Any notice, demand, consent or other communication (a Notice) given or made under this Agreement:

  • must be in writing and signed by the sender or a person duly authorised by the sender (or in the case of email, set out the full name and position or title of the sender or person duly authorised by the sender);
  • must be addressed and delivered to the intended recipient by prepaid post (if posted to an address in another country, by registered airmail) or by hand or email to the address or email address specified in the Order Form or as last notified by the intended recipient to the sender;
  • will be conclusively taken to be duly given or made when delivered, received or left at the above email address, fax number or address.
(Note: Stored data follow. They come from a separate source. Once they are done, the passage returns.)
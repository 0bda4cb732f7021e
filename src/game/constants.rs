pub const GRID_SIZE: i32 = 10;
pub const ROOM_LIMIT: usize = 10;
pub const STEP_INTERVAL_MS: u64 = 180;
pub const BOT_INTERVAL_MS: u64 = 15_000;
pub const MAX_ROOM_ID_ATTEMPTS: usize = 16;
pub const MAX_CHAT_MESSAGE_LENGTH: usize = 60;

pub const COMPANION_ID: &str = "ghosty";
pub const COMPANION_NAME: &str = "ghosty";

pub const CREATOR_START: (i32, i32) = (0, 0);

pub const EVENT_UPDATE_SCENE: &str = "updateScene";
pub const EVENT_CHAT_MESSAGE: &str = "chatMessage";
pub const EVENT_ROOM_CLOSED: &str = "roomClosed";
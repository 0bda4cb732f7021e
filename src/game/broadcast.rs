use super::constants::{EVENT_CHAT_MESSAGE, EVENT_ROOM_CLOSED, EVENT_UPDATE_SCENE};
use super::types::{ChatMessage, RoomId, SceneSnapshot};
use serde::Serialize;

#[derive(Debug, Clone, PartialEq, Eq)]
pub enum RoomEvent {
    Scene(SceneSnapshot),
    Chat(ChatMessage),
    Closed,
}

impl RoomEvent {
    pub fn name(&self) -> &'static str {
        match self {
            RoomEvent::Scene(_) => EVENT_UPDATE_SCENE,
            RoomEvent::Chat(_) => EVENT_CHAT_MESSAGE,
            RoomEvent::Closed => EVENT_ROOM_CLOSED,
        }
    }

    pub fn to_envelope(&self) -> Result<String, serde_json::Error> {
        #[derive(Serialize)]
        struct Envelope<'a, T: Serialize> {
            event: &'a str,
            data: T,
        }

        match self {
            RoomEvent::Scene(scene) => serde_json::to_string(&Envelope {
                event: self.name(),
                data: scene,
            }),
            RoomEvent::Chat(message) => serde_json::to_string(&Envelope {
                event: self.name(),
                data: message,
            }),
            RoomEvent::Closed => serde_json::to_string(&Envelope {
                event: self.name(),
                data: serde_json::Value::Null,
            }),
        }
    }
}

/// Fan-out target for room events.
///
/// Implementations must return without waiting on subscribers: the engine
/// publishes right after committing a state change and never retries.
pub trait BroadcastSink: Send + Sync {
    fn publish(&self, room_id: &RoomId, event: RoomEvent);

    /// Called once when a room is deleted.
    fn close(&self, _room_id: &RoomId) {}
}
If delivery or receipt occurs on a day that is not a business day in the place to which the Notice is sent or is later than 4pm (local time) at that place, it will be conclusively taken to have been duly given or made at the commencement of business on the next business day in that place.
  • Dispute resolution
    • If a dispute arises out of or in relation to this Agreement, either party may notify the other in writing in which case a nominated representative of each affected party must promptly attempt in good faith to resolve the dispute. In the event that the parties are unable to resolve the dispute within seven (7) days of the written notification referred to in this clause, each party must promptly refer the dispute for resolution to one of the following: a party’s Managing Director, Chief Executive or Chief Operating Officer (Senior Executive).
    • If the parties are unable to resolve the dispute within fourteen (14) days following referral to the Senior Executive of each of the parties, then either party may use such lawful dispute resolution procedures or seek such legal and equitable remedies as it considers necessary or appropriate in its sole discretion.
    • Nothing in this clause 28, shall prevent a party from seeking urgent injunctive relief before an appropriate court.
  • General
    • Each party agrees to do all things and execute all deeds, instruments, transfers or other documents as may be necessary or desirable to give full effect to the provisions of this Agreement.
    • This Agreement contains the entire agreement between the parties with respect to its subject matter. Neither of the parties has relied on or is relying on any other representation in entering into this Agreement.
    • This Agreement may be amended only by another written agreement executed by all the parties.
    • The User will be fully responsible to JurisTechne for any Loss suffered by JurisTechne arising from or in connection with the acts or omissions of its sub-contractors, contractors, assigns and all their employees, as if they were the acts and omissions of User.
    • No failure to exercise or delay in exercising any right, power or remedy under this Agreement operates as a waiver. A single or partial exercise or waiver of the exercise of any right, power or remedy does not preclude any other or further exercise of that or any other right, power or remedy. A waiver is not valid or binding on the party granting that waiver unless made in writing.
    • The rights, powers and remedies provided to a party in this Agreement are in addition to, and do not exclude or limit, any right, power or remedy provided by law or equity or any agreement.
    • Any provision of this Agreement which is prohibited or unenforceable in any jurisdiction is ineffective as to that jurisdiction to the extent of the prohibition or unenforceability. That does not invalidate the remaining provisions of this Agreement nor affect the validity or enforceability of that provision in any other jurisdiction.
    • Each party must bear its own costs arising out of the negotiation, preparation and execution of this Agreement.
  • Jurisdiction
    • This Agreement and, to the extent permitted by law, all related matters including non-contractual matters, is governed by the laws of New South Wales and of the Commonwealth of Australia applying there. In relation to such matters each party irrevocably accepts the non-exclusive jurisdiction of courts with jurisdiction there and waives any right to object to the venue on any ground.
  • Counterpart
    • This Agreement may be executed in any number of counterparts. All counterparts will be taken to constitute one agreement.